DM: It was very important to me from the beginning [to establish] the visual language of the film, how you transform their words into a visual language. I was a cinematographer for a long time in fiction. I love fiction films, so everywhere that I could create a feeling which would speak more in fiction [in terms of] a visual language, I endorsed that. You can see that in the Bus incident, where I had to create from four different photographs a complete ride that described what happened that night in that bus hijacking. Also the shooting of the archive material, very precisely... And that got the kind of visual language that you take from talking heads and how they look in terms of depth of field, in terms of what you can tell from their faces, and continues with the inner Shin Bet cabinet, which was created in CGI, or the drones, which were also created in CGI. They were recreated exactly to the point of how those neighborhoods were attacked. It was a big complex issue, how to create a visual languge for the film.

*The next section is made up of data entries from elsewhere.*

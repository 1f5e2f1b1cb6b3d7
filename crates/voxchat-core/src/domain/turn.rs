//! A single conversation turn.

use chrono::{DateTime, Utc};
use serde::{Deserialize, Serialize};

/// The side that produced a turn.
#[derive(Debug, Clone, Copy, PartialEq, Eq, Serialize, Deserialize)]
#[serde(rename_all = "lowercase")]
pub enum Speaker {
    User,
    Agent,
}

impl Speaker {
    /// Parse a speaker from a string.
    #[must_use]
    pub fn parse(s: &str) -> Option<Self> {
        match s {
            "user" => Some(Self::User),
            "agent" => Some(Self::Agent),
            _ => None,
        }
    }

    /// Convert speaker to string representation.
    #[must_use]
    pub const fn as_str(&self) -> &'static str {
        match self {
            Self::User => "user",
            Self::Agent => "agent",
        }
    }
}

impl std::fmt::Display for Speaker {
    fn fmt(&self, f: &mut std::fmt::Formatter<'_>) -> std::fmt::Result {
        write!(f, "{}", self.as_str())
    }
}

/// One utterance by either side, recorded in order.
///
/// A turn is immutable once appended to the [`ConversationLog`]; the log
/// is its exclusive owner.
///
/// [`ConversationLog`]: crate::domain::ConversationLog
#[derive(Debug, Clone, Serialize, Deserialize)]
pub struct Turn {
    /// Who spoke.
    pub speaker: Speaker,
    /// What was said (raw text, display formatting is applied downstream).
    pub text: String,
    /// When the turn was recorded.
    pub created_at: DateTime<Utc>,
}

impl Turn {
    /// Create a turn stamped with the current time.
    pub fn new(speaker: Speaker, text: impl Into<String>) -> Self {
        Self {
            speaker,
            text: text.into(),
            created_at: Utc::now(),
        }
    }
}
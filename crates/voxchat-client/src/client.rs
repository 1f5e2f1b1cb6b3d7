//! `ChatClient`: the `ChatPort` implementation for the remote backend.

use async_trait::async_trait;
use serde::{Deserialize, Serialize};
use url::Url;

use voxchat_core::{ChatError, ChatPort, ChatTurnRequest};

use crate::http::{HttpBackend, ReqwestBackend};
use crate::persona;

/// Default chat endpoint of the local backend service.
pub const DEFAULT_ENDPOINT: &str = "http://127.0.0.1:9999/chat";

// ── Wire format ──────────────────────────────────────────────────────────────

/// Request body as the backend expects it (snake_case is the wire contract).
#[derive(Debug, Serialize)]
struct ChatRequestBody<'a> {
    model_name: &'a str,
    model_provider: &'a str,
    system_prompt: String,
    /// Exactly one logical message per call; history is never re-sent.
    messages: Vec<&'a str>,
    allowed_search: bool,
}

/// Success or error body returned by the backend.
#[derive(Debug, Deserialize)]
struct ChatResponseBody {
    response: Option<String>,
    error: Option<String>,
}

// ── Client ───────────────────────────────────────────────────────────────────

/// Sends one user turn per call to the remote chat backend.
pub struct ChatClient {
    http: Box<dyn HttpBackend>,
    endpoint: Url,
}

impl ChatClient {
    /// Create a client for the given endpoint using the production
    /// reqwest backend.
    #[must_use]
    pub fn new(endpoint: Url) -> Self {
        Self::with_backend(endpoint, Box::new(ReqwestBackend::new()))
    }

    /// Create a client with an injected HTTP backend (tests use this).
    #[must_use]
    pub fn with_backend(endpoint: Url, http: Box<dyn HttpBackend>) -> Self {
        Self { http, endpoint }
    }

    /// Client pointed at the default local backend endpoint.
    #[must_use]
    pub fn local() -> Self {
        Self::new(Url::parse(DEFAULT_ENDPOINT).expect("default endpoint is a valid URL"))
    }

    /// The endpoint this client posts to.
    #[must_use]
    pub const fn endpoint(&self) -> &Url {
        &self.endpoint
    }
}

#[async_trait]
impl ChatPort for ChatClient {
    async fn send(&self, request: ChatTurnRequest) -> Result<String, ChatError> {
        let body = ChatRequestBody {
            model_name: &request.model,
            model_provider: request.provider.as_str(),
            system_prompt: persona::augment_system_prompt(&request.system_prompt),
            messages: vec![&request.text],
            allowed_search: request.allow_web_search,
        };
        let body =
            serde_json::to_value(&body).map_err(|e| ChatError::Network(e.to_string()))?;

        tracing::debug!(
            model = %request.model,
            provider = %request.provider,
            allow_web_search = request.allow_web_search,
            "Dispatching chat turn"
        );

        let reply = self.http.post_json(&self.endpoint, &body).await?;

        if !(200..300).contains(&reply.status) {
            return Err(ChatError::Network(format!(
                "HTTP error! status: {}",
                reply.status
            )));
        }

        let parsed: ChatResponseBody = serde_json::from_value(reply.body)
            .map_err(|e| ChatError::Network(format!("malformed backend reply: {e}")))?;

        if let Some(error) = parsed.error {
            return Err(ChatError::Backend(error));
        }

        parsed
            .response
            .ok_or_else(|| ChatError::Backend("reply carried neither response nor error".into()))
    }
}
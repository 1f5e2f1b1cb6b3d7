#![doc = include_str!(concat!(env!("OUT_DIR"), "/README_GENERATED.md"))]
#![deny(unused_crate_dependencies)]

pub mod client;
pub mod http;
pub mod persona;

pub use client::{ChatClient, DEFAULT_ENDPOINT};
pub use http::{HttpBackend, JsonReply, ReqwestBackend};

// tokio is test-only in this crate (async test runtime)
#[cfg(test)]
use tokio as _;
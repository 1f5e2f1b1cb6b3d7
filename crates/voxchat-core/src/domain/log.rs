//! Append-only conversation log with a rolling display window.

use super::turn::{Speaker, Turn};

/// Number of most-recent turns exposed for display.
pub const DISPLAY_WINDOW: usize = 4;

/// Ordered record of conversation turns.
///
/// Storage is unbounded; only the display window is bounded. Turns are
/// never reordered or mutated after append; `append` is the only
/// mutator apart from the whole-session [`reset`](Self::reset).
#[derive(Debug, Default)]
pub struct ConversationLog {
    turns: Vec<Turn>,
}

impl ConversationLog {
    /// Create an empty log.
    #[must_use]
    pub const fn new() -> Self {
        Self { turns: Vec::new() }
    }

    /// Record a turn at the end of the log. O(1) amortised.
    pub fn append(&mut self, speaker: Speaker, text: impl Into<String>) -> &Turn {
        let turn = Turn::new(speaker, text);
        tracing::debug!(speaker = %turn.speaker, chars = turn.text.len(), "Turn appended");
        self.turns.push(turn);
        self.turns.last().expect("push guarantees non-empty")
    }

    /// The most recent `n` turns, oldest first, or all turns if fewer exist.
    #[must_use]
    pub fn recent_window(&self, n: usize) -> &[Turn] {
        let start = self.turns.len().saturating_sub(n);
        &self.turns[start..]
    }

    /// All turns, oldest first.
    #[must_use]
    pub fn turns(&self) -> &[Turn] {
        &self.turns
    }

    /// Number of recorded turns.
    #[must_use]
    pub const fn len(&self) -> usize {
        self.turns.len()
    }

    /// Whether the log holds no turns.
    #[must_use]
    pub const fn is_empty(&self) -> bool {
        self.turns.is_empty()
    }

    /// Discard all turns. Used only when a new session starts.
    pub fn reset(&mut self) {
        if !self.turns.is_empty() {
            tracing::debug!(discarded = self.turns.len(), "Conversation log reset");
        }
        self.turns.clear();
    }
}
// Shared build-script helper: renders a crate's README.md into OUT_DIR so
// lib.rs can embed it as crate-level rustdoc.
//
// Include from a crate's build.rs with: include!("../build_common.rs");
// The including file must import std::env, std::fs, and std::path::Path.

/// Copy README.md to `OUT_DIR/README_GENERATED.md`, rewriting source links
/// (`src/foo.rs`) into module links rustdoc can resolve.
fn render_readme_for_rustdoc(crate_dir: &str) {
    println!("cargo:rerun-if-changed=README.md");

    let readme = Path::new(crate_dir).join("README.md");
    let content = fs::read_to_string(readme).unwrap_or_default();

    let rendered = content.replace("](src/", "](").replace(".rs)", ")");

    let out_dir = env::var("OUT_DIR").unwrap();
    fs::write(Path::new(&out_dir).join("README_GENERATED.md"), rendered).unwrap();
}
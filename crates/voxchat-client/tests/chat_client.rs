//! Integration tests for `ChatClient` against a scripted HTTP backend.
//!
//! No network access is required; the backend trait is implemented by a
//! mock that records the outgoing body and returns a canned reply.

use std::sync::{Arc, Mutex};

use async_trait::async_trait;
use serde_json::{Value, json};
use url::Url;

use voxchat_client::{ChatClient, HttpBackend, JsonReply};
use voxchat_core::{ChatError, ChatPort, ChatTurnRequest, ModelProvider};

// ── Scripted backend ───────────────────────────────────────────────

/// Replays one canned reply and records every request body it sees.
struct ScriptedHttp {
    reply: Mutex<Option<Result<JsonReply, ChatError>>>,
    seen: Arc<Mutex<Vec<Value>>>,
}

impl ScriptedHttp {
    fn replying(status: u16, body: Value) -> Self {
        Self {
            reply: Mutex::new(Some(Ok(JsonReply { status, body }))),
            seen: Arc::new(Mutex::new(Vec::new())),
        }
    }

    fn failing(message: &str) -> Self {
        Self {
            reply: Mutex::new(Some(Err(ChatError::Network(message.to_string())))),
            seen: Arc::new(Mutex::new(Vec::new())),
        }
    }

    /// Shared handle on the recorded request bodies, usable after boxing.
    fn log(&self) -> Arc<Mutex<Vec<Value>>> {
        Arc::clone(&self.seen)
    }
}

#[async_trait]
impl HttpBackend for ScriptedHttp {
    async fn post_json(&self, _url: &Url, body: &Value) -> Result<JsonReply, ChatError> {
        self.seen.lock().unwrap().push(body.clone());
        self.reply
            .lock()
            .unwrap()
            .take()
            .expect("scripted reply consumed twice")
    }
}

// ── Helpers ────────────────────────────────────────────────────────

fn endpoint() -> Url {
    Url::parse("http://127.0.0.1:9999/chat").unwrap()
}

fn request(text: &str) -> ChatTurnRequest {
    ChatTurnRequest {
        text: text.to_string(),
        system_prompt: "You are a helpful assistant.".to_string(),
        model: "gpt-4o-mini".to_string(),
        provider: ModelProvider::OpenAI,
        allow_web_search: false,
    }
}

// ── Tests ──────────────────────────────────────────────────────────

#[tokio::test]
async fn successful_reply_returns_response_text() {
    let http = ScriptedHttp::replying(200, json!({ "response": "Hi there!" }));
    let client = ChatClient::with_backend(endpoint(), Box::new(http));

    let reply = client.send(request("Hello")).await.unwrap();
    assert_eq!(reply, "Hi there!");
}

#[tokio::test]
async fn wire_body_carries_exactly_one_message_and_persona_prompt() {
    let http = ScriptedHttp::replying(200, json!({ "response": "ok" }));
    let log = http.log();
    let client = ChatClient::with_backend(endpoint(), Box::new(http));

    client.send(request("Hello")).await.unwrap();

    let seen = log.lock().unwrap();
    assert_eq!(seen.len(), 1);
    let body = &seen[0];
    assert_eq!(body["model_name"], "gpt-4o-mini");
    assert_eq!(body["model_provider"], "OpenAI");
    assert_eq!(body["allowed_search"], false);
    assert_eq!(body["messages"], json!(["Hello"]));

    let prompt = body["system_prompt"].as_str().unwrap();
    assert!(prompt.starts_with("You are a helpful assistant."));
    assert!(prompt.contains("Monica"), "persona directive missing");
}

#[tokio::test]
async fn http_500_maps_to_network_error_with_status() {
    let http = ScriptedHttp::replying(500, json!({}));
    let client = ChatClient::with_backend(endpoint(), Box::new(http));

    let err = client.send(request("Hello")).await.unwrap_err();
    match err {
        ChatError::Network(msg) => assert!(msg.contains("500"), "got: {msg}"),
        other => panic!("expected Network, got {other:?}"),
    }
}

#[tokio::test]
async fn structured_error_payload_maps_to_backend_error() {
    let http = ScriptedHttp::replying(200, json!({ "error": "model overloaded" }));
    let client = ChatClient::with_backend(endpoint(), Box::new(http));

    let err = client.send(request("Hello")).await.unwrap_err();
    match err {
        ChatError::Backend(msg) => assert_eq!(msg, "model overloaded"),
        other => panic!("expected Backend, got {other:?}"),
    }
}

#[tokio::test]
async fn transport_failure_propagates_as_network_error() {
    let http = ScriptedHttp::failing("connection refused");
    let client = ChatClient::with_backend(endpoint(), Box::new(http));

    let err = client.send(request("Hello")).await.unwrap_err();
    assert!(matches!(err, ChatError::Network(_)));
}

#[tokio::test]
async fn reply_without_response_or_error_is_a_backend_error() {
    let http = ScriptedHttp::replying(200, json!({}));
    let client = ChatClient::with_backend(endpoint(), Box::new(http));

    let err = client.send(request("Hello")).await.unwrap_err();
    assert!(matches!(err, ChatError::Backend(_)));
}
/**
 * Token Handler
 *
 * Implements POST /jwt. The endpoint is deliberately unguarded: it is the
 * flow that produces a credential, so nothing can be required before it.
 *
 * # Process
 *
 * 1. Take the identifying claims from the request body; an `email` claim is
 *    mandatory
 * 2. Issue a signed token with a fixed 10-day lifetime
 * 3. Set the token as an http-only cookie and acknowledge with
 *    `{"success": true}`
 */

use axum::{
    extract::State,
    http::header::{self, HeaderName},
    response::{AppendHeaders, Json},
};
use serde_json::{Map, Value};

use crate::auth::handlers::types::TokenIssued;
use crate::auth::tokens::{issue_token, TOKEN_TTL};
use crate::error::ApiError;
use crate::server::state::AppState;

/// Issue a session token for the supplied identity claims
///
/// # Errors
///
/// * `400 Bad Request` - The body has no string `email` claim
/// * `500 Internal Server Error` - Token signing failed
pub async fn issue_session_token(
    State(state): State<AppState>,
    Json(mut claims): Json<Map<String, Value>>,
) -> Result<(AppendHeaders<[(HeaderName, String); 1]>, Json<TokenIssued>), ApiError> {
    let email = claims
        .get("email")
        .and_then(Value::as_str)
        .map(str::to_owned)
        .ok_or_else(|| {
            tracing::warn!("Token request without an email claim");
            ApiError::invalid_request("Request body must include an email")
        })?;
    claims.remove("email");

    let token = issue_token(&state.jwt_secret, email.clone(), claims, TOKEN_TTL)?;
    tracing::info!("Issued session token for {}", email);

    let mut cookie = format!(
        "token={token}; HttpOnly; Path=/; Max-Age={}; SameSite=Lax",
        TOKEN_TTL.as_secs()
    );
    if state.secure_cookies {
        cookie.push_str("; Secure");
    }

    Ok((
        AppendHeaders([(header::SET_COOKIE, cookie)]),
        Json(TokenIssued { success: true }),
    ))
}
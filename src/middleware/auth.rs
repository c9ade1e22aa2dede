/**
 * Access Guard Middleware
 *
 * One verification path gates every protected operation on both transports.
 * This module implements the HTTP side: it extracts a bearer credential from
 * the Authorization header, verifies it, and attaches the verified claims to
 * the request before any task logic runs. The WebSocket transport reuses
 * `bearer_token` and `verify_token` at handshake time
 * (see `crate::realtime::socket`).
 *
 * # Failure Modes
 *
 * - Header absent: `MissingCredential`, 401, the handler never runs
 * - Header present but not `Bearer <token>`: `InvalidToken`
 * - Signature mismatch or expiry: `InvalidToken` / `TokenExpired`
 *
 * A rejected request has no observable side effect.
 */

use axum::{
    extract::{FromRequestParts, Request, State},
    http::{header::AUTHORIZATION, HeaderMap},
    middleware::Next,
    response::Response,
};

use crate::auth::tokens::{verify_token, Claims};
use crate::error::ApiError;
use crate::server::state::AppState;

/// Verified principal attached to a request or connection after the guard
/// has accepted its credential.
#[derive(Clone, Debug)]
pub struct AuthenticatedUser {
    /// Principal identifier from the token
    pub email: String,
    /// Full verified claim set
    pub claims: Claims,
}

/// Extract the bearer credential from an Authorization header.
///
/// Distinguishes an absent header (`MissingCredential`) from a header that
/// does not carry a bearer token (`InvalidToken`).
pub fn bearer_token(headers: &HeaderMap) -> Result<&str, ApiError> {
    let header = headers.get(AUTHORIZATION).ok_or(ApiError::MissingCredential)?;
    header
        .to_str()
        .ok()
        .and_then(|value| value.strip_prefix("Bearer "))
        .ok_or(ApiError::InvalidToken)
}

/// Authentication middleware for protected routes
///
/// On success the verified claims are attached to the request extensions as
/// [`AuthenticatedUser`]; on any failure the underlying handler is not
/// invoked and a 401 response is returned.
pub async fn auth_middleware(
    State(state): State<AppState>,
    mut request: Request,
    next: Next,
) -> Result<Response, ApiError> {
    let token = bearer_token(request.headers()).map_err(|e| {
        tracing::warn!("Rejected request to {}: {}", request.uri().path(), e);
        e
    })?;

    let claims = verify_token(&state.jwt_secret, token).map_err(|e| {
        tracing::warn!("Rejected request to {}: {}", request.uri().path(), e);
        e
    })?;

    request.extensions_mut().insert(AuthenticatedUser {
        email: claims.email.clone(),
        claims,
    });

    Ok(next.run(request).await)
}

/// Extractor for the authenticated user set by [`auth_middleware`].
#[derive(Clone, Debug)]
pub struct AuthUser(pub AuthenticatedUser);

impl<S: Send + Sync> FromRequestParts<S> for AuthUser {
    type Rejection = ApiError;

    async fn from_request_parts(
        parts: &mut axum::http::request::Parts,
        _state: &S,
    ) -> Result<Self, Self::Rejection> {
        parts
            .extensions
            .get::<AuthenticatedUser>()
            .cloned()
            .map(AuthUser)
            .ok_or(ApiError::MissingCredential)
    }
}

D: You've cited Errol Morris' The Fog of War as an influence in making The Gatekeepers. What was it about that film that was such an inspiration?
DM: First of all, the access. The access to someone who was in power, who sat in those rooms, spoke to those people. It was a very accurate account of what happened in those rooms. You can also look at that in hindsight at the situation in which McNamara was involved, criticizing himself, criticizing the decision-making and seeing if at the end of the day it left his country with a better future or not. This is was the first point I took from The Fog of War. The second thing was Morris' genius work with the archives and how he incorporated the archives into telling his story.
The Gatekeepers will be screening Saturday, February 23, at 10:00 p.m. as part of DocuDay LA at the Writers Guild of America Theater in Beverly Hills.
Thomas White is editor of Documentary magazine.